Polveri contenenti una mistura tossica di sabbia, sale e pesticidi e altri veleni hanno ormai raggiunto persino alcuni ghiacciai dell’Himalaya, a centinaia di chilometri di distanza. Diverse specie animali che vivevano in prossimità del Lago sono scomparse, e quello che era il quarto lago più grande del mondo è ora diviso in due bacini: quello più settentrionale, il “Piccolo Aral” e il resto del lago, di cui sopravvive un’esile striscia nella sua parte più occidentale. Nel 2005 le autorità kazake hanno avviato un progetto di riqualificazione della parte settentrionale del lago: è stata costruita una diga per isolarlo dal resto del lago e nel 2008 Il “Piccolo Aral” è stato ricongiunto al suo affluente, il Sir-Dar’ja, attraverso un rigoroso sistema di controllo degli sprechi di consumo d’acqua per le irrigazioni. Per noi uzbeki, invece, nessuna buona notizia: le piantagioni di cotone, infatti danno molto più lavoro di quanto non ne desse il lago ai nostri pescatori e recentemente alcune compagnie petrolifere hanno scoperto sul fondale ormai secco alcuni interessanti giacimenti di gas naturale. Non c’è più alcuna speranza di far rinascere quello che un tempo costituiva l’avamposto più orientale di quel grande Oceano che comprendeva anche il Mediterraneo ed il Mar Nero e che ritirandosi, lasciò sulla sua strada il Mar Caspio e il nostro povero Lago d’Aral. Oggi ci rimane soltanto il macabro e morboso turismo dei visitatori incuriositi dal lago in secca e dagli spettri d’acciaio consumato delle navi arenate nella crosta di sale.

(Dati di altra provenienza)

//! Example: Finding a Peripheral and Listing Its Characteristics
//!
//! Watches advertisements until the given address shows up, connects,
//! and prints every discovered characteristic with its capabilities.
//!
//! Run with: `cargo run --example scan_device -- <MAC_ADDRESS> [SCAN_SECONDS]`

use std::env;
use std::sync::Arc;
use std::time::Duration;

use medlink_core::{AttributeSession, BleScanner, DiscoveryManager, PeripheralAddress};

#[tokio::main]
async fn main() -> Result<(), Box<dyn std::error::Error>> {
    tracing_subscriber::fmt::init();

    let args: Vec<String> = env::args().collect();
    let Some(address) = args.get(1) else {
        eprintln!("Usage: {} <MAC_ADDRESS> [SCAN_SECONDS]", args[0]);
        std::process::exit(1);
    };
    let address: PeripheralAddress = address.parse()?;
    let seconds = args.get(2).map(|s| s.parse::<u64>()).transpose()?.unwrap_or(10);

    println!("Scanning for {} ({} s)...", address, seconds);
    let scanner = Arc::new(BleScanner::new().await?);
    let mut discovery = DiscoveryManager::new(scanner);

    let Some(handle) = discovery
        .scan(address, Duration::from_secs(seconds))
        .await?
    else {
        println!("Not found.");
        println!();
        println!("Make sure:");
        println!("  - The device is powered on and advertising");
        println!("  - Bluetooth is enabled on this computer");
        println!("  - The address is correct (see the log for addresses seen)");
        return Ok(());
    };

    let mut session = AttributeSession::new();
    session.bind(Some(handle)).await;

    println!();
    println!("=== CHARACTERISTICS ===");
    println!();
    for info in session.characteristics() {
        println!("Service: {}", info.service);
        println!("  {} {:?}", info.uuid, info.properties);
    }

    session.unbind().await;
    Ok(())
}
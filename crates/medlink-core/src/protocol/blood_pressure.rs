use std::time::Duration;

use async_trait::async_trait;
use tracing::debug;

use medlink_types::{BloodPressureMeasurement, DeviceType, Measurement, uuids};

use super::{MeasurementProtocol, collect_window};
use crate::error::Result;
use crate::session::AttributeSession;

/// Keeps the stored reading with the latest timestamp.
///
/// The monitor replays its memory on connect, not necessarily in
/// chronological order. Equal timestamps keep the reading seen first.
#[derive(Debug, Clone)]
pub struct BloodPressureProtocol {
    window: Duration,
}

impl BloodPressureProtocol {
    pub fn new(window: Duration) -> Self {
        Self { window }
    }
}

#[async_trait]
impl MeasurementProtocol for BloodPressureProtocol {
    fn device_type(&self) -> DeviceType {
        DeviceType::BloodPressure
    }

    #[tracing::instrument(level = "debug", skip_all, fields(window = ?self.window))]
    async fn run(&self, session: &AttributeSession) -> Result<Option<Measurement>> {
        let retained = collect_window(
            session,
            uuids::BLOOD_PRESSURE_MEASUREMENT,
            self.window,
            |retained: Option<BloodPressureMeasurement>, value| {
                let Some(m) = BloodPressureMeasurement::from_bytes(value) else {
                    debug!(len = value.len(), "Discarding malformed blood pressure frame");
                    return retained;
                };
                debug!(timestamp = %m.timestamp, systolic = m.systolic, "Blood pressure frame");
                match retained {
                    Some(current) if current.timestamp >= m.timestamp => Some(current),
                    _ => Some(m),
                }
            },
        )
        .await?;
        Ok(retained.map(Measurement::from))
    }
}
use std::process::ExitCode;
use std::sync::Arc;

use anyhow::{Context, Result};
use clap::Parser;
use tokio::io::{AsyncBufReadExt, BufReader};
use tracing::{debug, warn};
use tracing_subscriber::EnvFilter;

use medlink_cli::cli::Args;
use medlink_cli::config::Config;
use medlink_cli::format::{format_measurement, format_weight_update};
use medlink_core::{BleScanner, Command, Error, Runner, Settings};
use medlink_types::WeightMeasurement;

#[tokio::main]
async fn main() -> Result<ExitCode> {
    let args = Args::parse();

    // Settings are read before tracing starts since `Debug` picks the filter
    let mut config = match &args.config {
        Some(path) => Config::load(path),
        None => Config::load_default(),
    };
    args.apply(&mut config);

    let filter = if args.quiet {
        EnvFilter::new("warn")
    } else if args.verbose || config.debug {
        EnvFilter::new("debug")
    } else {
        EnvFilter::try_from_default_env().unwrap_or_else(|_| EnvFilter::new("info"))
    };
    tracing_subscriber::fmt()
        .with_env_filter(filter)
        .with_writer(std::io::stderr)
        .init();
    debug!(?config, "Loaded settings");

    let settings = config.into_settings().context("Invalid settings")?;

    if args.interactive() {
        command_loop(settings).await?;
        return Ok(ExitCode::SUCCESS);
    }

    // Arguments are validated before the adapter is touched
    let command = match Command::from_args(&args.command) {
        Ok(command) => command,
        Err(e) => return Ok(report(&e)),
    };
    let mut runner = connect(settings).await?;
    match runner.run(&command).await {
        Ok(measurement) => {
            println!("{}", format_measurement(measurement.as_ref())?);
            Ok(ExitCode::SUCCESS)
        }
        Err(e) => Ok(report(&e)),
    }
}

/// Print `e` to stderr. Input errors exit with 2, device failures with 1.
fn report(e: &Error) -> ExitCode {
    eprintln!("Error: {e}");
    if e.is_input_error() {
        ExitCode::from(2)
    } else {
        ExitCode::FAILURE
    }
}

/// Run one command per stdin line until EOF. Failures are reported and the
/// loop continues.
async fn command_loop(settings: Settings) -> Result<()> {
    let mut lines = BufReader::new(tokio::io::stdin()).lines();
    let mut runner: Option<Runner> = None;

    while let Some(line) = lines.next_line().await.context("Failed to read stdin")? {
        if line.trim().is_empty() {
            continue;
        }
        let command = match line.parse::<Command>() {
            Ok(command) => command,
            Err(e) => {
                eprintln!("Error: {e}");
                continue;
            }
        };

        if runner.is_none() {
            match connect(settings.clone()).await {
                Ok(connected) => runner = Some(connected),
                Err(e) => {
                    eprintln!("Error: {e:#}");
                    continue;
                }
            }
        }
        let Some(active) = runner.as_mut() else {
            continue;
        };

        match active.run(&command).await {
            Ok(measurement) => match format_measurement(measurement.as_ref()) {
                Ok(json) => println!("{json}"),
                Err(e) => warn!("Failed to serialize result: {e}"),
            },
            Err(e) => eprintln!("Error: {command} failed: {e}"),
        }
    }
    Ok(())
}

/// Open the Bluetooth adapter and build a runner that prints weight updates.
async fn connect(settings: Settings) -> Result<Runner> {
    let scanner = BleScanner::new()
        .await
        .context("Failed to open Bluetooth adapter")?;
    Ok(
        Runner::new(Arc::new(scanner), settings).on_weight_update(Arc::new(
            |reading: &WeightMeasurement| match format_weight_update(reading) {
                Ok(line) => println!("{line}"),
                Err(e) => warn!("Failed to serialize update: {e}"),
            },
        )),
    )
}
//! Runtime options for a command run.

use std::path::PathBuf;
use std::time::Duration;

/// Options shared by discovery and the protocols.
///
/// Use the builder-style setters to override defaults:
///
/// ```
/// use std::time::Duration;
/// use medlink_core::Settings;
///
/// let settings = Settings::default()
///     .scan_timeout(Duration::from_secs(20))
///     .update_weight(true);
/// assert_eq!(settings.audio_length, Duration::from_secs(10));
/// ```
#[derive(Debug, Clone, PartialEq, Eq)]
pub struct Settings {
    /// How long to watch advertisements for the target. Default: 10 seconds.
    pub scan_timeout: Duration,
    /// Stethoscope recording length. Default: 10 seconds.
    pub audio_length: Duration,
    /// Report every intermediate weight reading. Default: false.
    pub update_weight: bool,
    /// Verbose diagnostics. Default: true.
    pub debug: bool,
    /// Directory receiving stethoscope recordings. Default: current directory.
    pub output_dir: PathBuf,
}

impl Default for Settings {
    fn default() -> Self {
        Self {
            scan_timeout: Duration::from_secs(10),
            audio_length: Duration::from_secs(10),
            update_weight: false,
            debug: true,
            output_dir: PathBuf::from("."),
        }
    }
}

impl Settings {
    #[must_use]
    pub fn scan_timeout(mut self, timeout: Duration) -> Self {
        self.scan_timeout = timeout;
        self
    }

    #[must_use]
    pub fn audio_length(mut self, length: Duration) -> Self {
        self.audio_length = length;
        self
    }

    #[must_use]
    pub fn update_weight(mut self, enabled: bool) -> Self {
        self.update_weight = enabled;
        self
    }

    #[must_use]
    pub fn debug(mut self, enabled: bool) -> Self {
        self.debug = enabled;
        self
    }

    #[must_use]
    pub fn output_dir(mut self, dir: impl Into<PathBuf>) -> Self {
        self.output_dir = dir.into();
        self
    }

    /// Stethoscope collection window: the recording length plus two seconds.
    pub fn stethoscope_window(&self) -> Duration {
        self.audio_length.saturating_add(Duration::from_secs(2))
    }
}

#[cfg(test)]
mod tests {
    use super::*;

    #[test]
    fn test_defaults() {
        let settings = Settings::default();
        assert_eq!(settings.scan_timeout, Duration::from_secs(10));
        assert_eq!(settings.audio_length, Duration::from_secs(10));
        assert!(!settings.update_weight);
        assert!(settings.debug);
        assert_eq!(settings.output_dir, PathBuf::from("."));
    }

    #[test]
    fn test_builder_chain() {
        let settings = Settings::default()
            .scan_timeout(Duration::from_secs(3))
            .audio_length(Duration::from_secs(30))
            .update_weight(true)
            .debug(false)
            .output_dir("/tmp/recordings");
        assert_eq!(settings.scan_timeout, Duration::from_secs(3));
        assert!(settings.update_weight);
        assert!(!settings.debug);
        assert_eq!(settings.output_dir, PathBuf::from("/tmp/recordings"));
        assert_eq!(settings.stethoscope_window(), Duration::from_secs(32));
    }

    #[test]
    fn test_stethoscope_window_saturates() {
        let settings = Settings::default().audio_length(Duration::MAX);
        assert_eq!(settings.stethoscope_window(), Duration::MAX);
    }
}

Questa è anche la mia storia, perché anch’io mi sto spegnendo insieme al lago e tra pochi mesi me ne andrò silenziosamente, lasciando mano libera a chi è convinto che il business sia più importante dell’ambiente in cui viviamo. Ho deciso di lasciarti queste poche righe per dirti che non è così: la morte di Aral e di Victor saranno la testimonianza di quanto indissolubili siano la specie umana e il pianeta in cui vive. Ti lascio queste parole, come un messaggio in una bottiglia, insieme alle polveri di ciò che resta del Lago d’Aral, che vagheranno nel Mondo per ricordare la storia di un lago ucciso dall’arroganza dei potenti e quella di un bambino uzbeko, che da grande avrebbe voluto fare il pescatore . Victor

Questo è un articolo che comparirà sulla rivista BioEcoGeo, la storia è romanzata ma i fatti veri.